## Exercise
The listing that follows should be copied in full, exactly as written.

## Extracted records
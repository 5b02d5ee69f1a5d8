//! Property-based tests for scene composition over arbitrary poses and
//! input sequences.

use hydrabrake_engine::prelude::*;
use hydrabrake_engine::render::{tessellate, TextRenderer};
use proptest::prelude::*;

fn arb_pose() -> impl Strategy<Value = Pose> {
    (0.0f32..=1.0, 0.0f32..=1.0, 0.0f32..360.0, -10.0f32..=0.0).prop_map(
        |(pedal, pad, disc_rotation, car_offset)| Pose {
            pedal,
            pad,
            disc_rotation,
            car_offset,
        },
    )
}

fn arb_input() -> impl Strategy<Value = BrakeInput> {
    prop_oneof![Just(BrakeInput::EngageBrake), Just(BrakeInput::ReleaseBrake)]
}

proptest! {
    #[test]
    fn compose_is_pure(pose in arb_pose()) {
        prop_assert_eq!(compose(&pose), compose(&pose));
    }

    #[test]
    fn every_layer_restores_transform_depth(pose in arb_pose()) {
        let mut canvas = Canvas::new();
        for layer in DRAW_ORDER {
            layer.draw(&mut canvas, &pose);
            prop_assert_eq!(canvas.depth(), 0);
        }
    }

    #[test]
    fn draw_call_count_is_pose_independent(a in arb_pose(), b in arb_pose()) {
        prop_assert_eq!(compose(&a).len(), compose(&b).len());
    }

    #[test]
    fn tessellated_frame_is_finite(pose in arb_pose()) {
        let vertices = tessellate(&compose(&pose), &TextRenderer::new());
        prop_assert!(vertices.len() % 3 == 0);
        for v in &vertices {
            prop_assert!(v.position[0].is_finite() && v.position[1].is_finite());
        }
    }

    #[test]
    fn driven_poses_stay_in_range(
        script in prop::collection::vec((arb_input(), 0u64..40), 1..12)
    ) {
        let mut tick_loop = TickLoop::new(TickConfig::default());
        for (input, ticks) in script {
            tick_loop.handle_input(input);
            for _ in 0..ticks {
                tick_loop.tick();
                let pose = tick_loop.pose();
                prop_assert!((0.0..=1.0).contains(&pose.pedal));
                prop_assert!((0.0..=1.0).contains(&pose.pad));
                prop_assert!((0.0..=360.0).contains(&pose.disc_rotation));
                prop_assert!(pose.car_offset <= 0.0 && pose.car_offset >= -10.0);
            }
        }
    }
}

## Response area
repository 5b02d5ee69f1a5d8
//! Property-based tests for scene composition over arbitrary poses and
//! input sequences.

use hydrabrake_engine::prelude::*;
use hydrabrake_engine::render::{tessellate, TextRenderer};
use proptest::prelude::*;

fn arb_pose() -> impl Strategy<Value = Pose> {
    (0.0f32..=1.0, 0.0f32..=1.0, 0.0f32..360.0, -10.0f32..=0.0).prop_map(
        |(pedal, pad, disc_rotation, car_offset)| Pose {
            pedal,
            pad,
            disc_rotation,
            car_offset,
        },
    )
}

fn arb_input() -> impl Strategy<Value = BrakeInput> {
    prop_oneof![Just(BrakeInput::EngageBrake), Just(BrakeInput::ReleaseBrake)]
}

proptest! {
    #[test]
    fn compose_is_pure(pose in arb_pose()) {
        prop_assert_eq!(compose(&pose), compose(&pose));
    }

    #[test]
    fn every_layer_restores_transform_depth(pose in arb_pose()) {
        let mut canvas = Canvas::new();
        for layer in DRAW_ORDER {
            layer.draw(&mut canvas, &pose);
            prop_assert_eq!(canvas.depth(), 0);
        }
    }

    #[test]
    fn draw_call_count_is_pose_independent(a in arb_pose(), b in arb_pose()) {
        prop_assert_eq!(compose(&a).len(), compose(&b).len());
    }

    #[test]
    fn tessellated_frame_is_finite(pose in arb_pose()) {
        let vertices = tessellate(&compose(&pose), &TextRenderer::new());
        prop_assert!(vertices.len() % 3 == 0);
        for v in &vertices {
            prop_assert!(v.position[0].is_finite() && v.position[1].is_finite());
        }
    }

    #[test]
    fn driven_poses_stay_in_range(
        script in prop::collection::vec((arb_input(), 0u64..40), 1..12)
    ) {
        let mut tick_loop = TickLoop::new(TickConfig::default());
        for (input, ticks) in script {
            tick_loop.handle_input(input);
            for _ in 0..ticks {
                tick_loop.tick();
                let pose = tick_loop.pose();
                prop_assert!((0.0..=1.0).contains(&pose.pedal));
                prop_assert!((0.0..=1.0).contains(&pose.pad));
                prop_assert!((0.0..=360.0).contains(&pose.disc_rotation));
                prop_assert!(pose.car_offset <= 0.0 && pose.car_offset >= -10.0);
            }
        }
    }
}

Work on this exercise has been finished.